Description
Today, Node.js http servers timeout and close the socket after 2 minutes. This means that if a request needs to do work that takes longer than 2 minutes to complete; the socket would be unceremoniously closed and the client will get an empty response.
$ curl localhost:8080
curl: (52) Empty reply from server
This is a common problem (search results) that users have to work-around (but most don't know about it). This is specially problematic in serverless environments where users may be doing non-interactive event processing (e.g. photo / image transcoding, uploading large datasets somewhere). Users have to know that this problem is possible and must adjust the timeout to make sure the service works correctly.
This is problematic for PaaS hosting providers where the best we can do is document to our users that timeout must be adjusted. This is specially a problem for serverless containers (e.g. Google Cloud Run).

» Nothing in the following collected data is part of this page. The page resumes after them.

// SPDX-License-Identifier: MIT
// Copyright (c) 2026 Alfred Jean LLC

//! Before/after-each lifecycle hooks.

use std::fmt;
use std::sync::Arc;

/// A zero-argument lifecycle callback
pub type Hook = Arc<dyn Fn() + Send + Sync>;

fn noop() -> Hook {
    Arc::new(|| {})
}

/// Callbacks run around every test body executed by a session.
///
/// Both slots default to no-ops and are never empty.
#[derive(Clone)]
pub struct Hooks {
    before_each: Hook,
    after_each: Hook,
}

impl Hooks {
    /// Hooks with both slots set to no-ops
    pub fn new() -> Self {
        Self {
            before_each: noop(),
            after_each: noop(),
        }
    }

    /// Set the callback run before each test body
    pub fn set_before_each(&mut self, hook: impl Fn() + Send + Sync + 'static) {
        self.before_each = Arc::new(hook);
    }

    /// Set the callback run after each test body
    pub fn set_after_each(&mut self, hook: impl Fn() + Send + Sync + 'static) {
        self.after_each = Arc::new(hook);
    }

    /// Builder form of [`Hooks::set_before_each`]
    pub fn with_before_each(mut self, hook: impl Fn() + Send + Sync + 'static) -> Self {
        self.set_before_each(hook);
        self
    }

    /// Builder form of [`Hooks::set_after_each`]
    pub fn with_after_each(mut self, hook: impl Fn() + Send + Sync + 'static) -> Self {
        self.set_after_each(hook);
        self
    }

    /// Restore the before-each no-op
    pub fn clear_before_each(&mut self) {
        self.before_each = noop();
    }

    /// Restore the after-each no-op
    pub fn clear_after_each(&mut self) {
        self.after_each = noop();
    }

    /// Restore both no-ops
    pub fn reset(&mut self) {
        self.clear_before_each();
        self.clear_after_each();
    }

    /// Current before-each callback
    pub fn before_each(&self) -> &Hook {
        &self.before_each
    }

    /// Current after-each callback
    pub fn after_each(&self) -> &Hook {
        &self.after_each
    }

    pub fn run_before_each(&self) {
        (self.before_each)()
    }

    pub fn run_after_each(&self) {
        (self.after_each)()
    }
}

impl Default for Hooks {
    fn default() -> Self {
        Self::new()
    }
}

impl fmt::Debug for Hooks {
    fn fmt(&self, f: &mut fmt::Formatter<'_>) -> fmt::Result {
        f.debug_struct("Hooks").finish_non_exhaustive()
    }
}

/// Runs the after-each hook when dropped, including during unwinding.
pub(crate) struct AfterEachGuard<'a> {
    hooks: &'a Hooks,
}

impl<'a> AfterEachGuard<'a> {
    pub(crate) fn new(hooks: &'a Hooks) -> Self {
        Self { hooks }
    }
}

impl Drop for AfterEachGuard<'_> {
    fn drop(&mut self) {
        self.hooks.run_after_each();
    }
}

#[cfg(test)]
#[path = "hooks_tests.rs"]
mod tests;
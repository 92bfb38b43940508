// SPDX-License-Identifier: MIT
// Copyright (c) 2026 Alfred Jean LLC

//! Console color theme for report lines.
//!
//! The theme is resolved once per process from the terminal and the
//! environment; every style is either an SGR escape or the empty string.

use std::io::IsTerminal;
use std::sync::OnceLock;

/// ANSI escape sequences used by the colored theme.
pub mod escape {
    /// Reset to normal text
    pub const RESET: &str = "\x1b[0m";
    /// Bright white on blue
    pub const WHITE_ON_BLUE: &str = "\x1b[97;44m";
    /// Black on red
    pub const BLACK_ON_RED: &str = "\x1b[30;41m";
    /// Black on green
    pub const BLACK_ON_GREEN: &str = "\x1b[30;42m";
    /// Yellow on grey
    pub const YELLOW_ON_GREY: &str = "\x1b[93;100m";
    /// Red text
    pub const RED: &str = "\x1b[31m";
    /// Green text
    pub const GREEN: &str = "\x1b[32m";
    /// Magenta text
    pub const MAGENTA: &str = "\x1b[35m";
}

/// Named styles for every report element
#[derive(Clone, Copy, Debug, PartialEq, Eq)]
pub struct Theme {
    pub normal: &'static str,
    pub testing: &'static str,
    pub passed: &'static str,
    pub failed: &'static str,
    pub skipped: &'static str,
    pub red: &'static str,
    pub green: &'static str,
    pub magenta: &'static str,
}

impl Theme {
    /// Theme with every style set to an ANSI escape
    pub const ANSI: Theme = Theme {
        normal: escape::RESET,
        testing: escape::WHITE_ON_BLUE,
        passed: escape::BLACK_ON_GREEN,
        failed: escape::BLACK_ON_RED,
        skipped: escape::YELLOW_ON_GREY,
        red: escape::RED,
        green: escape::GREEN,
        magenta: escape::MAGENTA,
    };

    /// Theme with every style empty
    pub const PLAIN: Theme = Theme {
        normal: "",
        testing: "",
        passed: "",
        failed: "",
        skipped: "",
        red: "",
        green: "",
        magenta: "",
    };

    /// Whether this theme emits escape sequences
    pub fn is_colored(&self) -> bool {
        !self.normal.is_empty()
    }

    /// Pick a theme for a color mode.
    ///
    /// `Auto` colors only on a unix terminal with `NO_COLOR` unset.
    pub fn resolve(mode: ColorMode, is_terminal: bool, no_color: bool) -> Self {
        let colored = match mode {
            ColorMode::Always => true,
            ColorMode::Never => false,
            ColorMode::Auto => cfg!(unix) && is_terminal && !no_color,
        };
        if colored {
            Self::ANSI
        } else {
            Self::PLAIN
        }
    }

    /// Resolve a theme from the current process environment
    pub fn detect() -> Self {
        Self::resolve(
            crate::env::color_mode().unwrap_or_default(),
            std::io::stdout().is_terminal(),
            crate::env::no_color(),
        )
    }

    /// Process-wide theme, detected on first use and fixed afterwards
    pub fn global() -> Self {
        static GLOBAL: OnceLock<Theme> = OnceLock::new();
        *GLOBAL.get_or_init(Self::detect)
    }
}

impl Default for Theme {
    fn default() -> Self {
        Self::global()
    }
}

/// When to color output
#[derive(Clone, Copy, Debug, Default, PartialEq, Eq)]
pub enum ColorMode {
    #[default]
    Auto,
    Always,
    Never,
}

impl ColorMode {
    /// Parse a `TST_COLOR` value (case-insensitive)
    pub fn parse(value: &str) -> Option<Self> {
        match value.trim().to_ascii_lowercase().as_str() {
            "auto" => Some(Self::Auto),
            "always" => Some(Self::Always),
            "never" => Some(Self::Never),
            _ => None,
        }
    }
}

#[cfg(test)]
#[path = "theme_tests.rs"]
mod tests;
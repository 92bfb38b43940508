// SPDX-License-Identifier: MIT
// Copyright (c) 2026 Alfred Jean LLC

//! Reporting options from the environment and the command line.
//!
//! The host harness owns the process arguments, so only arguments starting
//! with `--tst.` are parsed here; everything else is left alone.
//!
//! The default libtest harness rejects unknown options before any test
//! runs, so under plain `cargo test` only `TST_SHOW_PASSED` applies. The
//! `--tst.show-passed` flag reaches [`Options::load`] from test targets
//! built with `harness = false` and from custom runners.

use crate::error::Error;
use clap::builder::BoolishValueParser;
use clap::Parser;
use std::ffi::OsString;

/// Prefix shared by every tst command-line flag
pub const FLAG_PREFIX: &str = "--tst.";

/// Reporting options
#[derive(Clone, Copy, Debug, Default, PartialEq, Eq)]
pub struct Options {
    /// Print `Passed` lines (failures are always printed)
    pub show_passed: bool,
}

/// tst flags mixed into the host harness's arguments
#[derive(Parser, Debug)]
#[command(
    name = "tst",
    no_binary_name = true,
    disable_help_flag = true,
    disable_version_flag = true
)]
struct FlagArgs {
    /// Output PASSED messages
    #[arg(
        long = "tst.show-passed",
        num_args = 0..=1,
        require_equals = true,
        default_missing_value = "true",
        value_parser = BoolishValueParser::new()
    )]
    show_passed: Option<bool>,
}

impl Options {
    /// Options from environment variables only
    pub fn from_env() -> Self {
        Self {
            show_passed: crate::env::show_passed().unwrap_or(false),
        }
    }

    /// Apply `--tst.*` flags found in `args` on top of `self`.
    pub fn with_args<I, T>(self, args: I) -> Result<Self, Error>
    where
        I: IntoIterator<Item = T>,
        T: Into<OsString>,
    {
        let flags: Vec<OsString> = args
            .into_iter()
            .map(Into::into)
            .filter(|arg| arg.to_str().is_some_and(|s| s.starts_with(FLAG_PREFIX)))
            .collect();
        let parsed = FlagArgs::try_parse_from(flags)?;
        Ok(Self {
            show_passed: parsed.show_passed.unwrap_or(self.show_passed),
        })
    }

    /// Options from the environment, then the process arguments.
    ///
    /// A malformed `--tst.` flag is reported as a warning and ignored.
    /// Arguments that do not start with `--tst.` (libtest filters and
    /// options) never change the result.
    pub fn load() -> Self {
        let base = Self::from_env();
        match base.with_args(std::env::args_os()) {
            Ok(options) => options,
            Err(e) => {
                crate::diagnostic::print_warning(format_args!("ignoring tst flags: {}", e));
                base
            }
        }
    }
}

#[cfg(test)]
#[path = "options_tests.rs"]
mod tests;
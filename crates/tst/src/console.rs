// SPDX-License-Identifier: MIT
// Copyright (c) 2026 Alfred Jean LLC

//! Console abstraction so report output can be captured in tests.

use parking_lot::Mutex;
use std::fmt;
use std::sync::Arc;

/// Where report text goes
#[derive(Clone)]
pub enum ConsoleHandle {
    /// Standard output, through the harness's capture when running under `cargo test`
    Stdout,
    /// Standard error
    Stderr,
    /// In-memory buffer shared between clones
    Buffer(Arc<Mutex<String>>),
}

impl ConsoleHandle {
    /// Create a stdout handle
    pub fn stdout() -> Self {
        Self::Stdout
    }

    /// Create a stderr handle
    pub fn stderr() -> Self {
        Self::Stderr
    }

    /// Create an empty in-memory buffer
    pub fn buffer() -> Self {
        Self::Buffer(Arc::new(Mutex::new(String::new())))
    }

    /// Write text as-is
    pub fn write_str(&self, text: &str) {
        match self {
            // print!/eprint! go through the test harness's output capture
            Self::Stdout => print!("{}", text),
            Self::Stderr => eprint!("{}", text),
            Self::Buffer(buf) => buf.lock().push_str(text),
        }
    }

    /// Write text followed by a line break
    pub fn write_line(&self, line: impl fmt::Display) {
        self.write_str(&format!("{}\n", line));
    }

    /// Buffered text so far (None for stdout/stderr)
    pub fn contents(&self) -> Option<String> {
        match self {
            Self::Buffer(buf) => Some(buf.lock().clone()),
            Self::Stdout | Self::Stderr => None,
        }
    }

    /// Take and clear the buffered text (None for stdout/stderr)
    pub fn take(&self) -> Option<String> {
        match self {
            Self::Buffer(buf) => Some(std::mem::take(&mut *buf.lock())),
            Self::Stdout | Self::Stderr => None,
        }
    }

    /// Check if this is an in-memory buffer
    pub fn is_buffer(&self) -> bool {
        matches!(self, Self::Buffer(_))
    }
}

impl Default for ConsoleHandle {
    fn default() -> Self {
        Self::stdout()
    }
}

impl fmt::Debug for ConsoleHandle {
    fn fmt(&self, f: &mut fmt::Formatter<'_>) -> fmt::Result {
        match self {
            Self::Stdout => f.write_str("Stdout"),
            Self::Stderr => f.write_str("Stderr"),
            Self::Buffer(buf) => f.debug_tuple("Buffer").field(&buf.lock().len()).finish(),
        }
    }
}

#[cfg(test)]
#[path = "console_tests.rs"]
mod tests;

IMO the default value should be removed:
- Node.js seems to be the only environment where this timeout exists. Here's comparable HTTP server code in Ruby, Python, Rust, Go and Node.js for a request that takes ~10 minutes of work. Only the Node.js example terminates the socket unceremoniously.
- The timeout value of 120sec was added very early on in the history of the Node.js project, but no clear rationale was articulated for why the timeout should exist.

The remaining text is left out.